Once the line containing "a capacity-guarded insert." is found in the entries below, restate it and each following line word for word, stopping after the line containing "capacity-guarded insert failed.".

[Opening Source material section]

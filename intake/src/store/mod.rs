//! The external data store that holds family submissions.
//!
//! The admission workflow only needs two things from a store: an exact row count and a
//! single-row insert. [`SubmissionStore`] captures that contract, with one implementation
//! per supported backend:
//!
//! - [`MemoryStore`]: in-process and ephemeral, for local development and tests
//! - [`PostgresStore`]: a PostgreSQL table managed by this crate's migrations
//! - [`RestStore`]: a hosted PostgREST table (e.g. Supabase), reached over HTTP
//!
//! Stores that can evaluate the capacity check and the insert as one critical section
//! override [`SubmissionStore::insert_within_capacity`]; the default implementation is a
//! plain count followed by an insert, with the usual check-then-act race.

use async_trait::async_trait;
use std::sync::Arc;
use thiserror::Error;
use tracing::info;

use crate::config::{Config, StoreConfig};
use crate::db::errors::{DbError, Result};
use crate::db::models::submissions::FamilySubmission;

pub mod memory;
pub mod postgres;
pub mod rest;

pub use memory::MemoryStore;
pub use postgres::PostgresStore;
pub use rest::RestStore;

/// Result of a capacity-guarded insert.
#[derive(Debug, Clone, Copy, PartialEq, Eq)]
pub enum CapacityInsert {
    /// The row was written
    Inserted,
    /// The table already held `count` rows, at or above the capacity; nothing was written
    AtCapacity { count: u64 },
}

/// Which half of a capacity-guarded insert failed.
#[derive(Error, Debug)]
pub enum CapacityInsertError {
    #[error("failed to count submissions: {0}")]
    Count(#[source] DbError),
    #[error("failed to insert submission: {0}")]
    Insert(#[source] DbError),
}

#[async_trait]
pub trait SubmissionStore: Send + Sync {
    /// Short backend name for logs and metrics
    fn backend(&self) -> &'static str;

    /// Exact (never estimated) number of stored submissions.
    async fn count_submissions(&self) -> Result<u64>;

    /// Persist exactly one submission.
    async fn insert_submission(&self, record: &FamilySubmission) -> Result<()>;

    /// Whether [`insert_within_capacity`](Self::insert_within_capacity) is atomic for this store.
    fn supports_atomic_admission(&self) -> bool {
        false
    }

    /// Insert `record` only if fewer than `capacity` rows exist.
    async fn insert_within_capacity(
        &self,
        record: &FamilySubmission,
        capacity: u64,
    ) -> std::result::Result<CapacityInsert, CapacityInsertError> {
        let count = self.count_submissions().await.map_err(CapacityInsertError::Count)?;
        if count >= capacity {
            return Ok(CapacityInsert::AtCapacity { count });
        }
        self.insert_submission(record).await.map_err(CapacityInsertError::Insert)?;
        Ok(CapacityInsert::Inserted)
    }
}

/// A connected store, plus the PostgreSQL pool behind it when there is one.
pub struct ConnectedStore {
    pub store: Arc<dyn SubmissionStore>,
    pub pool: Option<sqlx::PgPool>,
}

/// Build the store selected by `config.store`, connecting and migrating as needed.
pub async fn connect(config: &Config) -> anyhow::Result<ConnectedStore> {
    match &config.store {
        StoreConfig::Memory => {
            info!("Using in-memory submission store: submissions will be lost on shutdown");
            Ok(ConnectedStore {
                store: Arc::new(MemoryStore::new()),
                pool: None,
            })
        }
        StoreConfig::Postgres { url, pool, run_migrations } => {
            info!("Using PostgreSQL submission store");
            let pg_pool = postgres::connect_pool(url, pool).await?;
            if *run_migrations {
                crate::migrator().run(&pg_pool).await?;
            }
            Ok(ConnectedStore {
                store: Arc::new(PostgresStore::new(pg_pool.clone())),
                pool: Some(pg_pool),
            })
        }
        StoreConfig::Rest {
            url,
            api_key,
            table,
            request_timeout,
        } => {
            info!(url = %url, table = %table, "Using REST submission store");
            let store = RestStore::new(url, api_key, table, *request_timeout)?;
            Ok(ConnectedStore {
                store: Arc::new(store),
                pool: None,
            })
        }
    }
}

[Closing Source material section]

▶ **Problem solution**:
/// Result of a capacity-guarded insert.
#[derive(Debug, Clone, Copy, PartialEq, Eq)]
pub enum CapacityInsert {
    /// The row was written
    Inserted,
    /// The table already held `count` rows, at or above the capacity; nothing was written
    AtCapacity { count: u64 },
}

/// Which half of a capacity-guarded insert failed.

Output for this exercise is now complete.